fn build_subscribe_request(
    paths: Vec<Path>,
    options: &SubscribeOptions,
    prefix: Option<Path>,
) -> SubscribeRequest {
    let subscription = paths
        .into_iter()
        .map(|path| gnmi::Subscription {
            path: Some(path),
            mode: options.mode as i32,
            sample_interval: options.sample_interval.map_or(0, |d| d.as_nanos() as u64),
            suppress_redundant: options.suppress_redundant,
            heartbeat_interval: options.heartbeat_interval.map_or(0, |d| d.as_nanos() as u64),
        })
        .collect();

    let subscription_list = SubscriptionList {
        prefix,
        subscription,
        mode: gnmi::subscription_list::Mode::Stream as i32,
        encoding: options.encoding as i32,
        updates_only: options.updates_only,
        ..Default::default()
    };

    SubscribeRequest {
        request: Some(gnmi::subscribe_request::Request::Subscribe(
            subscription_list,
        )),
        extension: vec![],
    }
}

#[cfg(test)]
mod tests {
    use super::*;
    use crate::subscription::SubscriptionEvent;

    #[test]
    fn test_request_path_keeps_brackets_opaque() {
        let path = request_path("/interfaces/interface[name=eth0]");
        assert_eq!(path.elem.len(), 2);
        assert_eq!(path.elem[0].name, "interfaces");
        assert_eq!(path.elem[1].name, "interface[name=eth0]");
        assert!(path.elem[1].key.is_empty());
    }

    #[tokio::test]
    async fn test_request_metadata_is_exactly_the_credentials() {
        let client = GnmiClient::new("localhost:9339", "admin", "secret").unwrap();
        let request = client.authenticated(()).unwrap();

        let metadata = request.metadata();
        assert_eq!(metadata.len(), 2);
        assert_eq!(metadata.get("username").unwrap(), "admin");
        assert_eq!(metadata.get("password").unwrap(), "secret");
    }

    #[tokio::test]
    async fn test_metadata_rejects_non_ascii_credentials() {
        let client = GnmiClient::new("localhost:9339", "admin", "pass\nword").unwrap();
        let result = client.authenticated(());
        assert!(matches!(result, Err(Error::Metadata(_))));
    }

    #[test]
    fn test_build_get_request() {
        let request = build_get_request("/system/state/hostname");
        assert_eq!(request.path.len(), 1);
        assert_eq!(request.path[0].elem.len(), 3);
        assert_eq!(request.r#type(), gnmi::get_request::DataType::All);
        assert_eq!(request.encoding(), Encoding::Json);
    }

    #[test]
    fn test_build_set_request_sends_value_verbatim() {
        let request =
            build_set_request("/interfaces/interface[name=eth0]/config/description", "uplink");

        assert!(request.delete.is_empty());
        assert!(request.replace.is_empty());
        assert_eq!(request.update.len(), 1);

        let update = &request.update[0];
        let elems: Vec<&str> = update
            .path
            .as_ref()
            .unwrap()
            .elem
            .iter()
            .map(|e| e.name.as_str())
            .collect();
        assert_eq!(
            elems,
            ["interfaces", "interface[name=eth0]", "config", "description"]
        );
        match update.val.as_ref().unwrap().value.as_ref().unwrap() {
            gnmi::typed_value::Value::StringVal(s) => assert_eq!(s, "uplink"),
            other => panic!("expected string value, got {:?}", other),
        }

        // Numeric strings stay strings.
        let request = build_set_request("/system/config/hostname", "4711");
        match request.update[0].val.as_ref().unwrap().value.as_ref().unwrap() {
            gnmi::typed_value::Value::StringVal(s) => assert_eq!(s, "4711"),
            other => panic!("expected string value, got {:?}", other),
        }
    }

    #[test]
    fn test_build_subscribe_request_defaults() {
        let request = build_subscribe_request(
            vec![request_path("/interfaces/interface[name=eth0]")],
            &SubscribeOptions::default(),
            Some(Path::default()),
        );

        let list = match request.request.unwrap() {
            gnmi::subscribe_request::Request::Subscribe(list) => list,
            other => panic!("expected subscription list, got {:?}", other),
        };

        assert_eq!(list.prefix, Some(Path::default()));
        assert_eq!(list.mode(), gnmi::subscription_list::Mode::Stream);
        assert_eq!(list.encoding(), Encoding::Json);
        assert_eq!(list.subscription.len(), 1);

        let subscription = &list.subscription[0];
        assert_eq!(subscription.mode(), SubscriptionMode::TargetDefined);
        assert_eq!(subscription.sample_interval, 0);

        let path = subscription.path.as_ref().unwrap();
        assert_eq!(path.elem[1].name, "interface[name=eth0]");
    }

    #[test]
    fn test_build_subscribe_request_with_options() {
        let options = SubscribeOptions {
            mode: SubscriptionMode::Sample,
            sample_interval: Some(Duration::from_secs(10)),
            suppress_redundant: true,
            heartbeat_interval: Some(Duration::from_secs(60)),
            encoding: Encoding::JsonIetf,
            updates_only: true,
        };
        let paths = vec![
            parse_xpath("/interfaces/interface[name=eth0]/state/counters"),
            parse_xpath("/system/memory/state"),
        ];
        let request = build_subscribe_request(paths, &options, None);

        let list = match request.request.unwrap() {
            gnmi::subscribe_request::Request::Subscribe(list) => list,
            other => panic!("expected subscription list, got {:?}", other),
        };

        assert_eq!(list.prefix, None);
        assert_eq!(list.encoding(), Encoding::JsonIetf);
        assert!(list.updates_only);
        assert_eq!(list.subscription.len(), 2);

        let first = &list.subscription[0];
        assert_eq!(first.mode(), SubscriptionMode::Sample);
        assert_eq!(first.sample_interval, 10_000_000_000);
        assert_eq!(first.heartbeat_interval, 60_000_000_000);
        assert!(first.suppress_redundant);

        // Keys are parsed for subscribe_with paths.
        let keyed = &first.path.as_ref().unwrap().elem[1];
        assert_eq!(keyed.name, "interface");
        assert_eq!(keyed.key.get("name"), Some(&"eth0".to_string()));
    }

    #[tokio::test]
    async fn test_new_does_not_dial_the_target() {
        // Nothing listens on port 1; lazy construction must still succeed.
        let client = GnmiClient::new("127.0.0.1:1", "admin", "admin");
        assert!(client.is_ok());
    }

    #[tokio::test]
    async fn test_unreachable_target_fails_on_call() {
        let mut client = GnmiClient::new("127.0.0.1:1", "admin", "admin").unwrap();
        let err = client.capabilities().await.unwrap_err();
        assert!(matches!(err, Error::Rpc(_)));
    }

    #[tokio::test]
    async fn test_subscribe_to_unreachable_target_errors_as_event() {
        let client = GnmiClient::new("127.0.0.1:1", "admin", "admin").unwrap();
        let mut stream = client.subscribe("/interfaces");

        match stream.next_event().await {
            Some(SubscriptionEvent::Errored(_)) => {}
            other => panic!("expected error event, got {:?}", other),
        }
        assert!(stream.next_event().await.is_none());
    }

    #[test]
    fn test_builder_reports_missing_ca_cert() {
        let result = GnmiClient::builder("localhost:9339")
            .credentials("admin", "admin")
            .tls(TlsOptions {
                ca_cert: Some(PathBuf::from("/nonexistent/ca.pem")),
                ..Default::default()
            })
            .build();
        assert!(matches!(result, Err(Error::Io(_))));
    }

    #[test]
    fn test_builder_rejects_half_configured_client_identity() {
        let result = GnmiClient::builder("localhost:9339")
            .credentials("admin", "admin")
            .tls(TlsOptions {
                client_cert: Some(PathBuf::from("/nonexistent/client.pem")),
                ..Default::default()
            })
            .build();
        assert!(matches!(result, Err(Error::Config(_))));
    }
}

•••

GOAL OF THE EXERCISE: Everything from the first line of the records through the line containing "async fn test_metadata_rejects_non_ascii_credentials()" is to be set down exactly, while later lines are left out.

OUTPUT OF THE TASK:
fn build_subscribe_request(
    paths: Vec<Path>,
    options: &SubscribeOptions,
    prefix: Option<Path>,
) -> SubscribeRequest {
    let subscription = paths
        .into_iter()
        .map(|path| gnmi::Subscription {
            path: Some(path),
            mode: options.mode as i32,
            sample_interval: options.sample_interval.map_or(0, |d| d.as_nanos() as u64),
            suppress_redundant: options.suppress_redundant,
            heartbeat_interval: options.heartbeat_interval.map_or(0, |d| d.as_nanos() as u64),
        })
        .collect();

    let subscription_list = SubscriptionList {
        prefix,
        subscription,
        mode: gnmi::subscription_list::Mode::Stream as i32,
        encoding: options.encoding as i32,
        updates_only: options.updates_only,
        ..Default::default()
    };

    SubscribeRequest {
        request: Some(gnmi::subscribe_request::Request::Subscribe(
            subscription_list,
        )),
        extension: vec![],
    }
}

#[cfg(test)]
mod tests {
    use super::*;
    use crate::subscription::SubscriptionEvent;

    #[test]
    fn test_request_path_keeps_brackets_opaque() {
        let path = request_path("/interfaces/interface[name=eth0]");
        assert_eq!(path.elem.len(), 2);
        assert_eq!(path.elem[0].name, "interfaces");
        assert_eq!(path.elem[1].name, "interface[name=eth0]");
        assert!(path.elem[1].key.is_empty());
    }

    #[tokio::test]
    async fn test_request_metadata_is_exactly_the_credentials() {
        let client = GnmiClient::new("localhost:9339", "admin", "secret").unwrap();
        let request = client.authenticated(()).unwrap();

        let metadata = request.metadata();
        assert_eq!(metadata.len(), 2);
        assert_eq!(metadata.get("username").unwrap(), "admin");
        assert_eq!(metadata.get("password").unwrap(), "secret");
    }

    #[tokio::test]
    async fn test_metadata_rejects_non_ascii_credentials() {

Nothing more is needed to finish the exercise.